Is Deakin U’s  engineering recruitment spot, “Superheroing” “The kind of superheroes this planet needs are the kind that can engineer our future,” the advert announces, contrasting Superman washing cars for a quid, (there’s not much real-world demand for super powers) with students working in the university labs. It’s bang-on branding matching engineering with idealism and study with cool kit, “high voltage and virtual reality labs” plus 3D printing! Good fun well targeted.

UNSW moves to keep the ATAR alive

Then UNSW DVC Academic Iain Martin (January 23) “Let’s have a constructive debate about what could replace the ATAR alone as a fairer, more comprehensive and contextual measure of academic potential” here .

Present UNSW DVC Education Merlin Crossley, yesterday: “There is a perception in some circles that the expansion of university places via the ‘demand driven system’ means that ATARs are no longer relevant but this is not the case at highly competitive institutions like UNSW.”

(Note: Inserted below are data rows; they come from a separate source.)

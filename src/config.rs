//! Configuration for the link, the session, and logging.
//!
//! Loaded from a TOML file whose sections are all optional:
//!
//! ```toml
//! [link]
//! host = "127.0.0.1"
//! port = 13854
//!
//! [session]
//! reset_on_reconnect = true
//!
//! [logging]
//! level = "info"
//! ```
//!
//! `THINKGEAR_HOST` and `THINKGEAR_PORT` override the file.

use std::fs;
use std::path::Path;

use anyhow::{Context, Result};
use serde::{Deserialize, Serialize};

use crate::protocol::{DEFAULT_HOST, DEFAULT_MAX_LINE_BYTES, DEFAULT_PORT};

/// Top-level configuration.
#[derive(Debug, Clone, Default, PartialEq, Deserialize, Serialize)]
#[serde(default)]
pub struct AppConfig {
    pub link: LinkConfig,
    pub session: SessionConfig,
    pub logging: LoggingConfig,
}

/// Sensor bridge endpoint and read-loop limits.
#[derive(Debug, Clone, PartialEq, Deserialize, Serialize)]
#[serde(default)]
pub struct LinkConfig {
    /// Address of the ThinkGear Connector.  Default: `"127.0.0.1"`.
    pub host: String,
    /// Port of the ThinkGear Connector.  Default: `13854`.
    pub port: u16,
    /// Capacity of the event channel between the read loop and the host.
    /// The loop waits when the host falls this far behind.  Default: `256`.
    pub channel_capacity: usize,
    /// Lines longer than this are dropped.  Default: 64 KiB.
    pub max_line_bytes: usize,
}

impl LinkConfig {
    /// `host:port` as passed to the socket connect.
    pub fn endpoint(&self) -> String {
        format!("{}:{}", self.host, self.port)
    }
}

impl Default for LinkConfig {
    fn default() -> Self {
        Self {
            host: DEFAULT_HOST.into(),
            port: DEFAULT_PORT,
            channel_capacity: 256,
            max_line_bytes: DEFAULT_MAX_LINE_BYTES,
        }
    }
}

/// Derived-state lifecycle policy.
#[derive(Debug, Clone, PartialEq, Eq, Deserialize, Serialize)]
#[serde(default)]
pub struct SessionConfig {
    /// Return score, level and meters to their defaults every time the link
    /// reconnects.  When `false`, progress carries over.  Default: `true`.
    pub reset_on_reconnect: bool,
}

impl Default for SessionConfig {
    fn default() -> Self {
        Self {
            reset_on_reconnect: true,
        }
    }
}

/// Logging configuration.
#[derive(Debug, Clone, PartialEq, Deserialize, Serialize)]
#[serde(default)]
pub struct LoggingConfig {
    /// Default filter (trace, debug, info, warn, error).  `RUST_LOG` wins.
    pub level: String,
}

impl Default for LoggingConfig {
    fn default() -> Self {
        Self {
            level: "info".into(),
        }
    }
}

impl AppConfig {
    /// Load configuration from a TOML file.
    pub fn from_file<P: AsRef<Path>>(path: P) -> Result<Self> {
        let path = path.as_ref();
        let contents = fs::read_to_string(path)
            .with_context(|| format!("reading config file {}", path.display()))?;
        Self::from_toml(&contents).with_context(|| format!("parsing {}", path.display()))
    }

    /// Parse configuration from TOML text.
    pub fn from_toml(contents: &str) -> Result<Self> {
        Ok(toml::from_str(contents)?)
    }

    /// Apply `THINKGEAR_HOST` / `THINKGEAR_PORT` from the process environment.
    pub fn apply_env(&mut self) -> Result<()> {
        self.apply_overrides(
            std::env::var("THINKGEAR_HOST").ok(),
            std::env::var("THINKGEAR_PORT").ok(),
        )
    }

    fn apply_overrides(&mut self, host: Option<String>, port: Option<String>) -> Result<()> {
        if let Some(host) = host {
            self.link.host = host;
        }
        if let Some(port) = port {
            self.link.port = port
                .parse()
                .with_context(|| format!("THINKGEAR_PORT is not a port number: {port:?}"))?;
        }
        Ok(())
    }
}

/// Parse `--config <path>` / `-c <path>` from command-line arguments.
///
/// Returns `None` when neither flag is given.
pub fn config_path_from_args<I: IntoIterator<Item = String>>(args: I) -> Option<String> {
    let mut args = args.into_iter();
    while let Some(arg) = args.next() {
        if arg == "--config" || arg == "-c" {
            return args.next();
        }
        if let Some(path) = arg.strip_prefix("--config=") {
            return Some(path.to_owned());
        }
    }
    None
}

/// Resolve the configuration for a binary: file from the arguments (or
/// defaults), then environment overrides.
pub fn load_from_args() -> Result<AppConfig> {
    let mut config = match config_path_from_args(std::env::args().skip(1)) {
        Some(path) => AppConfig::from_file(path)?,
        None => AppConfig::default(),
    };
    config.apply_env()?;
    Ok(config)
}

#[cfg(test)]
mod tests {
    use super::*;

    #[test]
    fn defaults_match_the_bridge() {
        let config = AppConfig::default();
        assert_eq!(config.link.endpoint(), "127.0.0.1:13854");
        assert!(config.session.reset_on_reconnect);
        assert_eq!(config.logging.level, "info");
    }

    #[test]
    fn partial_file_keeps_defaults() {
        let config = AppConfig::from_toml("[link]\nport = 4000\n").unwrap();
        assert_eq!(config.link.port, 4000);
        assert_eq!(config.link.host, "127.0.0.1");
        assert_eq!(config.link.channel_capacity, 256);
        assert!(config.session.reset_on_reconnect);
    }

    #[test]
    fn full_file() {
        let config = AppConfig::from_toml(
            r#"
            [link]
            host = "10.0.0.5"
            port = 13855
            channel_capacity = 32
            max_line_bytes = 4096

            [session]
            reset_on_reconnect = false

            [logging]
            level = "debug"
            "#,
        )
        .unwrap();
        assert_eq!(config.link.endpoint(), "10.0.0.5:13855");
        assert_eq!(config.link.max_line_bytes, 4096);
        assert!(!config.session.reset_on_reconnect);
        assert_eq!(config.logging.level, "debug");
    }

    #[test]
    fn toml_round_trip() {
        let config = AppConfig::default();
        let text = toml::to_string_pretty(&config).unwrap();
        assert_eq!(AppConfig::from_toml(&text).unwrap(), config);
    }

    #[test]
    fn rejects_bad_types() {
        assert!(AppConfig::from_toml("[link]\nport = \"high\"\n").is_err());
    }

    #[test]
    fn env_style_overrides() {
        let mut config = AppConfig::default();
        config
            .apply_overrides(Some("192.168.1.20".into()), Some("9000".into()))
            .unwrap();
        assert_eq!(config.link.endpoint(), "192.168.1.20:9000");
        assert!(config.apply_overrides(None, Some("nope".into())).is_err());
    }

    #[test]
    fn config_flag_parsing() {
        let args = |v: &[&str]| v.iter().map(|s| s.to_string()).collect::<Vec<_>>();
        assert_eq!(config_path_from_args(args(&["-c", "a.toml"])), Some("a.toml".into()));
        assert_eq!(
            config_path_from_args(args(&["--simulate", "--config", "b.toml"])),
            Some("b.toml".into())
        );
        assert_eq!(config_path_from_args(args(&["--config=c.toml"])), Some("c.toml".into()));
        assert_eq!(config_path_from_args(args(&["--simulate"])), None);
    }
}
//! Host boundary: the [`Sink`] callbacks and the [`Session`] dispatcher that
//! drives the engine from a link's event channel.
//!
//! The session is the single writer of the [`DerivedState`].  It consumes
//! [`SensorEvent`]s one at a time, so the engine never needs a lock; the sink
//! decides how snapshots reach its own thread or UI loop.

use log::{debug, info, warn};

use crate::config::SessionConfig;
use crate::engine;
use crate::link::LinkEvents;
use crate::types::{DerivedState, LinkStatus, Sample, SensorEvent};

/// Callbacks a host implements to receive derived state.
pub trait Sink {
    /// Called once per processed sample, raw-only updates included, and once
    /// when the bridge closes the stream.
    fn on_derived_state(&mut self, snapshot: &DerivedState);

    /// Called once per failed connection attempt or broken stream with a
    /// human-readable message.
    fn on_connectivity_error(&mut self, message: &str);
}

impl<S: Sink + ?Sized> Sink for &mut S {
    fn on_derived_state(&mut self, snapshot: &DerivedState) {
        (**self).on_derived_state(snapshot)
    }

    fn on_connectivity_error(&mut self, message: &str) {
        (**self).on_connectivity_error(message)
    }
}

impl<S: Sink + ?Sized> Sink for Box<S> {
    fn on_derived_state(&mut self, snapshot: &DerivedState) {
        (**self).on_derived_state(snapshot)
    }

    fn on_connectivity_error(&mut self, message: &str) {
        (**self).on_connectivity_error(message)
    }
}

/// Owns the current [`DerivedState`] and feeds it through the engine.
pub struct Session<S> {
    sink: S,
    state: DerivedState,
    config: SessionConfig,
}

impl<S: Sink> Session<S> {
    pub fn new(sink: S, config: SessionConfig) -> Self {
        Self {
            sink,
            state: DerivedState::default(),
            config,
        }
    }

    /// The latest snapshot.
    pub fn state(&self) -> &DerivedState {
        &self.state
    }

    pub fn sink(&self) -> &S {
        &self.sink
    }

    pub fn sink_mut(&mut self) -> &mut S {
        &mut self.sink
    }

    pub fn into_sink(self) -> S {
        self.sink
    }

    /// Drop all progress and return to the startup defaults.
    pub fn reset(&mut self) {
        self.state = DerivedState::default();
    }

    /// Consume events until the link's stream ends.
    ///
    /// Returns after the terminal event of a connection attempt, or right
    /// after a local disconnect, which ends the stream without one.
    pub async fn run(&mut self, events: &mut LinkEvents) {
        while let Some(event) = events.recv().await {
            self.handle_event(event);
        }
        debug!("Session: event channel closed");
    }

    /// Process one link event.
    pub fn handle_event(&mut self, event: SensorEvent) {
        match event {
            SensorEvent::Connected(addr) => {
                info!("Session: linked to sensor bridge at {addr}");
                if self.config.reset_on_reconnect {
                    self.reset();
                    self.sink.on_derived_state(&self.state);
                }
            }
            SensorEvent::Sample(sample) => self.process(&sample),
            SensorEvent::Error(e) => {
                warn!("Session: {e}");
                self.state.link_status = LinkStatus::Offline;
                self.sink.on_connectivity_error(&e.to_string());
            }
            SensorEvent::StreamClosed => {
                info!("Session: sensor bridge closed the stream");
                self.state.link_status = LinkStatus::Offline;
                self.state.cues.clear();
                self.sink.on_derived_state(&self.state);
            }
        }
    }

    /// Run one sample through the engine and publish the snapshot.
    pub fn process(&mut self, sample: &Sample) {
        let next = match sample.raw_eeg {
            Some(raw) if is_raw_only(sample) => engine::on_raw_sample(&self.state, raw),
            _ => engine::apply(&self.state, sample),
        };
        for cue in &next.cues {
            info!("Session: {cue:?} ({})", next.status_message);
        }
        self.state = next;
        self.sink.on_derived_state(&self.state);
    }
}

fn is_raw_only(sample: &Sample) -> bool {
    sample.esense.is_none()
        && sample.eeg_power.is_none()
        && sample.poor_signal_level.is_none()
        && sample.blink_strength.is_none()
}

#[cfg(test)]
mod tests {
    use super::*;
    use crate::error::LinkError;
    use crate::types::{Cue, ESense};
    use std::io;

    #[derive(Default)]
    struct Recorder {
        snapshots: Vec<DerivedState>,
        errors: Vec<String>,
    }

    impl Sink for Recorder {
        fn on_derived_state(&mut self, snapshot: &DerivedState) {
            self.snapshots.push(snapshot.clone());
        }

        fn on_connectivity_error(&mut self, message: &str) {
            self.errors.push(message.to_owned());
        }
    }

    fn focused() -> Sample {
        Sample {
            poor_signal_level: Some(0),
            esense: Some(ESense {
                attention: 90,
                meditation: 100,
            }),
            ..Default::default()
        }
    }

    fn addr() -> std::net::SocketAddr {
        "127.0.0.1:13854".parse().unwrap()
    }

    #[test]
    fn one_snapshot_per_sample() {
        let mut session = Session::new(Recorder::default(), SessionConfig::default());
        session.handle_event(SensorEvent::Connected(addr()));
        session.handle_event(SensorEvent::Sample(Sample {
            raw_eeg: Some(100),
            ..Default::default()
        }));
        session.handle_event(SensorEvent::Sample(focused()));
        let rec = session.sink();
        // reset defaults on connect, then one per sample
        assert_eq!(rec.snapshots.len(), 3);
        assert_eq!(rec.snapshots[0], DerivedState::default());
        assert_eq!(rec.snapshots[1].waveform.latest(), Some(55.0));
        assert_eq!(rec.snapshots[2].combo, 2);
        assert_eq!(rec.snapshots[2].link_status, LinkStatus::Linked);
    }

    #[test]
    fn errors_reach_the_sink_once() {
        let mut session = Session::new(Recorder::default(), SessionConfig::default());
        session.handle_event(SensorEvent::Error(LinkError::ConnectionRefused {
            addr: "127.0.0.1:13854".into(),
            source: io::Error::from(io::ErrorKind::ConnectionRefused),
        }));
        let rec = session.sink();
        assert!(rec.snapshots.is_empty());
        assert_eq!(
            rec.errors,
            vec!["Connection failed: is the ThinkGear Connector running on 127.0.0.1:13854?"]
        );
    }

    #[test]
    fn stream_close_publishes_offline() {
        let mut session = Session::new(Recorder::default(), SessionConfig::default());
        session.handle_event(SensorEvent::Sample(focused()));
        session.handle_event(SensorEvent::StreamClosed);
        let last = session.sink().snapshots.last().cloned().unwrap();
        assert_eq!(last.link_status, LinkStatus::Offline);
        assert_eq!(last.combo, 2);
    }

    #[test]
    fn reconnect_resets_when_configured() {
        let mut session = Session::new(Recorder::default(), SessionConfig::default());
        session.handle_event(SensorEvent::Sample(focused()));
        assert!(session.state().score > 0);
        session.handle_event(SensorEvent::Connected(addr()));
        assert_eq!(session.state(), &DerivedState::default());
        // The host sees the reset right away, not on the next line.
        let rec = session.into_sink();
        assert_eq!(rec.snapshots.len(), 2);
        assert_eq!(rec.snapshots[1], DerivedState::default());
    }

    #[test]
    fn reconnect_keeps_progress_when_disabled() {
        let config = SessionConfig {
            reset_on_reconnect: false,
        };
        let mut session = Session::new(Recorder::default(), config);
        session.handle_event(SensorEvent::Sample(focused()));
        let score = session.state().score;
        session.handle_event(SensorEvent::Connected(addr()));
        assert_eq!(session.state().score, score);
        assert_eq!(session.sink().snapshots.len(), 1);
    }

    #[test]
    fn read_failure_goes_offline_with_one_error() {
        let mut session = Session::new(Recorder::default(), SessionConfig::default());
        session.handle_event(SensorEvent::Connected(addr()));
        session.handle_event(SensorEvent::Sample(focused()));
        session.handle_event(SensorEvent::Error(LinkError::Read(io::Error::from(
            io::ErrorKind::ConnectionReset,
        ))));
        assert_eq!(session.state().link_status, LinkStatus::Offline);
        let rec = session.sink();
        assert_eq!(rec.errors.len(), 1);
        assert!(rec.errors[0].starts_with("Sensor stream read failed"));
        // No extra snapshot for the error itself.
        assert_eq!(rec.snapshots.len(), 2);
    }

    #[test]
    fn handshake_failure_names_the_bridge() {
        let mut session = Session::new(Recorder::default(), SessionConfig::default());
        session.handle_event(SensorEvent::Error(LinkError::Handshake {
            addr: addr(),
            source: io::Error::from(io::ErrorKind::BrokenPipe),
        }));
        let rec = session.sink();
        assert_eq!(rec.errors.len(), 1);
        assert!(rec.errors[0].starts_with("Handshake with sensor bridge at 127.0.0.1:13854 failed"));
        assert!(rec.snapshots.is_empty());
    }

    #[test]
    fn cues_are_per_snapshot() {
        let mut session = Session::new(Recorder::default(), SessionConfig::default());
        for _ in 0..10 {
            session.process(&focused());
        }
        let rec = session.sink();
        let with_cues: Vec<usize> = rec
            .snapshots
            .iter()
            .enumerate()
            .filter(|(_, s)| s.cues.contains(&Cue::OverdriveActivated))
            .map(|(i, _)| i)
            .collect();
        assert_eq!(with_cues, vec![9]);
    }

    #[tokio::test]
    async fn run_drains_until_channel_closes() {
        let (tx, rx) = tokio::sync::mpsc::channel(8);
        tx.send(SensorEvent::Connected(addr())).await.unwrap();
        tx.send(SensorEvent::Sample(focused())).await.unwrap();
        tx.send(SensorEvent::StreamClosed).await.unwrap();
        drop(tx);

        let mut rec = Recorder::default();
        let mut session = Session::new(&mut rec, SessionConfig::default());
        session.run(&mut LinkEvents::from_receiver(rx)).await;
        drop(session);
        // reset on connect, the sample, the close
        assert_eq!(rec.snapshots.len(), 3);
    }
}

And Professor Crossley intends to prove it. UNSW is following the Universities Australia plan(CMM Monday) to keep the ATAR alive by reporting what it actually takes to enrol in a course on the basis of the score. Professor Crossley says UNSW will publish data showing “the number of high school leavers receiving offers, the median ATAR and range (minimum, lower quartile, upper quartile and maximum) for each degree. We also detail how many offers we make to non-school leavers (including mature age students, those transferring between degrees, those who have deferred, students joining from other institutions such as TAFE, and others entering via targeted access and equity programs for specific under-privileged groups).” 2016 figures are here.

New friends of Flinders

Flinders U has announced new Matthew Flinders Research Fellows, Rosalie Grivell and Stuart Brierley. Flinders fellowships are for three to five years minimum and go to researchers with high impact achievements that fit the university’s strengths. Aspro Grivell researches maternal foetal medicine and joins Flinders from the University of Adelaide. Aspro Brierley is also moving from UoA to continue his work on visceral pain, nutrition and gastrointestinal diseases.